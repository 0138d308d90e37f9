//! Clipping a raster to a boundary.
//!
//! The grid itself is never modified. A [`RasterView`] holds the pixel
//! window covering the boundary, the transform re-originated at the window
//! corner, and a mask of pixels whose centres fall outside the boundary.

use map_common::{AffineTransform, BoundingBox, MapError, MapResult, RasterGrid};
use projection::Reprojector;

use crate::boundary::BoundaryPolygon;

/// Read-only window over a [`RasterGrid`].
#[derive(Debug, Clone)]
pub struct RasterView<'a> {
    grid: &'a RasterGrid,
    col_off: usize,
    row_off: usize,
    width: usize,
    height: usize,
    transform: AffineTransform,
    /// `true` marks pixels outside the boundary
    outside: Option<Vec<bool>>,
}

impl<'a> RasterView<'a> {
    /// The whole grid, unmasked.
    pub fn full(grid: &'a RasterGrid) -> Self {
        Self {
            grid,
            col_off: 0,
            row_off: 0,
            width: grid.width(),
            height: grid.height(),
            transform: grid.transform,
            outside: None,
        }
    }

    pub fn width(&self) -> usize {
        self.width
    }

    pub fn height(&self) -> usize {
        self.height
    }

    /// Window position inside the grid, (col, row).
    pub fn offset(&self) -> (usize, usize) {
        (self.col_off, self.row_off)
    }

    /// Transform of the window; pixel (0, 0) is the window's corner.
    pub fn transform(&self) -> &AffineTransform {
        &self.transform
    }

    pub fn is_clipped(&self) -> bool {
        self.outside.is_some()
    }

    /// Pixels inside the boundary (all pixels for an unclipped view).
    pub fn inside_count(&self) -> usize {
        match &self.outside {
            Some(mask) => mask.iter().filter(|m| !**m).count(),
            None => self.width * self.height,
        }
    }

    /// Copy of one band restricted to the window.
    pub fn band(&self, index: usize) -> Option<Vec<f32>> {
        let data = self.grid.band(index)?;
        let grid_width = self.grid.width();
        let mut out = Vec::with_capacity(self.width * self.height);
        for row in self.row_off..self.row_off + self.height {
            let start = row * grid_width + self.col_off;
            out.extend_from_slice(&data[start..start + self.width]);
        }
        Some(out)
    }

    /// Window value at (col, row).
    pub fn value(&self, band: usize, col: usize, row: usize) -> Option<f32> {
        if col >= self.width || row >= self.height {
            return None;
        }
        self.grid.value(band, self.col_off + col, self.row_off + row)
    }

    /// No-data flags over the window: clip-masked pixels, plus pixels that
    /// are no-data in any of `bands`.
    pub fn nodata_mask(&self, bands: &[usize]) -> Vec<bool> {
        let mut mask = self
            .outside
            .clone()
            .unwrap_or_else(|| vec![false; self.width * self.height]);
        for &band in bands {
            if let Some(values) = self.band(band) {
                for (m, v) in mask.iter_mut().zip(&values) {
                    *m = *m || self.grid.is_nodata(*v);
                }
            }
        }
        mask
    }
}

/// Clip `grid` to `boundary`.
///
/// Boundary vertices are moved into the raster's CRS first. Fails with
/// [`MapError::ClipFailure`] when the transform is singular, a reprojected
/// vertex is not finite, the boundary misses the raster, or no pixel centre
/// falls inside it.
pub fn clip_to_boundary<'a>(
    grid: &'a RasterGrid,
    boundary: &BoundaryPolygon,
) -> MapResult<RasterView<'a>> {
    let reprojector = Reprojector::for_crs(&grid.crs);
    let inverse = grid
        .transform
        .inverse()
        .ok_or_else(|| MapError::ClipFailure("raster transform is singular".to_string()))?;

    // polygons -> rings -> native vertices
    let mut native: Vec<Vec<Vec<(f64, f64)>>> = Vec::with_capacity(boundary.polygons.len());
    for polygon in &boundary.polygons {
        let rings: Vec<Vec<(f64, f64)>> = polygon
            .rings()
            .map(|ring| reprojector.ring_to_native(ring))
            .collect();
        if rings.iter().flatten().any(|(x, y)| !(x.is_finite() && y.is_finite())) {
            return Err(MapError::ClipFailure(format!(
                "boundary '{}' has vertices that cannot be projected",
                boundary.name
            )));
        }
        native.push(rings);
    }

    let pixel_bbox = BoundingBox::enclosing(
        native
            .iter()
            .filter_map(|rings| rings.first())
            .flatten()
            .map(|(x, y)| inverse.forward(*x, *y)),
    )
    .ok_or_else(|| MapError::ClipFailure("boundary has no vertices".to_string()))?;

    let (width, height) = (grid.width() as f64, grid.height() as f64);
    let col_min = pixel_bbox.min_x.floor().max(0.0);
    let row_min = pixel_bbox.min_y.floor().max(0.0);
    let col_max = pixel_bbox.max_x.ceil().min(width);
    let row_max = pixel_bbox.max_y.ceil().min(height);
    if col_min >= col_max || row_min >= row_max {
        return Err(MapError::ClipFailure(format!(
            "boundary '{}' does not overlap the raster",
            boundary.name
        )));
    }
    let (col_off, row_off) = (col_min as usize, row_min as usize);
    let (win_w, win_h) = (col_max as usize - col_off, row_max as usize - row_off);

    let mut outside = Vec::with_capacity(win_w * win_h);
    for row in row_off..row_off + win_h {
        for col in col_off..col_off + win_w {
            let (x, y) = grid.transform.pixel_center(col, row);
            outside.push(!native.iter().any(|rings| polygon_contains(rings, x, y)));
        }
    }
    if outside.iter().all(|o| *o) {
        return Err(MapError::ClipFailure(format!(
            "no pixel centre lies inside boundary '{}'",
            boundary.name
        )));
    }

    Ok(RasterView {
        grid,
        col_off,
        row_off,
        width: win_w,
        height: win_h,
        transform: grid.transform.translated_to(col_off, row_off),
        outside: Some(outside),
    })
}

/// Inside the first ring and outside every following ring.
fn polygon_contains(rings: &[Vec<(f64, f64)>], x: f64, y: f64) -> bool {
    match rings.split_first() {
        Some((exterior, holes)) => {
            ring_contains(exterior, x, y) && !holes.iter().any(|h| ring_contains(h, x, y))
        }
        None => false,
    }
}

/// Even-odd ray casting.
fn ring_contains(ring: &[(f64, f64)], x: f64, y: f64) -> bool {
    let n = ring.len();
    if n < 3 {
        return false;
    }

    let mut inside = false;
    let mut j = n - 1;

    for i in 0..n {
        let (xi, yi) = ring[i];
        let (xj, yj) = ring[j];

        if ((yi > y) != (yj > y)) && (x < (xj - xi) * (y - yi) / (yj - yi) + xi) {
            inside = !inside;
        }
        j = i;
    }

    inside
}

----------------------------------------

| TASK STATEMENT |
Reproduce word for word the material above, beginning with the line that contains "pub fn band(&self, index: usize)" and ending with the line that contains "-> native vertices".

| RESPONSE AREA |
    pub fn band(&self, index: usize) -> Option<Vec<f32>> {
        let data = self.grid.band(index)?;
        let grid_width = self.grid.width();
        let mut out = Vec::with_capacity(self.width * self.height);
        for row in self.row_off..self.row_off + self.height {
            let start = row * grid_width + self.col_off;
            out.extend_from_slice(&data[start..start + self.width]);
        }
        Some(out)
    }

    /// Window value at (col, row).
    pub fn value(&self, band: usize, col: usize, row: usize) -> Option<f32> {
        if col >= self.width || row >= self.height {
            return None;
        }
        self.grid.value(band, self.col_off + col, self.row_off + row)
    }

    /// No-data flags over the window: clip-masked pixels, plus pixels that
    /// are no-data in any of `bands`.
    pub fn nodata_mask(&self, bands: &[usize]) -> Vec<bool> {
        let mut mask = self
            .outside
            .clone()
            .unwrap_or_else(|| vec![false; self.width * self.height]);
        for &band in bands {
            if let Some(values) = self.band(band) {
                for (m, v) in mask.iter_mut().zip(&values) {
                    *m = *m || self.grid.is_nodata(*v);
                }
            }
        }
        mask
    }
}

/// Clip `grid` to `boundary`.
///
/// Boundary vertices are moved into the raster's CRS first. Fails with
/// [`MapError::ClipFailure`] when the transform is singular, a reprojected
/// vertex is not finite, the boundary misses the raster, or no pixel centre
/// falls inside it.
pub fn clip_to_boundary<'a>(
    grid: &'a RasterGrid,
    boundary: &BoundaryPolygon,
) -> MapResult<RasterView<'a>> {
    let reprojector = Reprojector::for_crs(&grid.crs);
    let inverse = grid
        .transform
        .inverse()
        .ok_or_else(|| MapError::ClipFailure("raster transform is singular".to_string()))?;

    // polygons -> rings -> native vertices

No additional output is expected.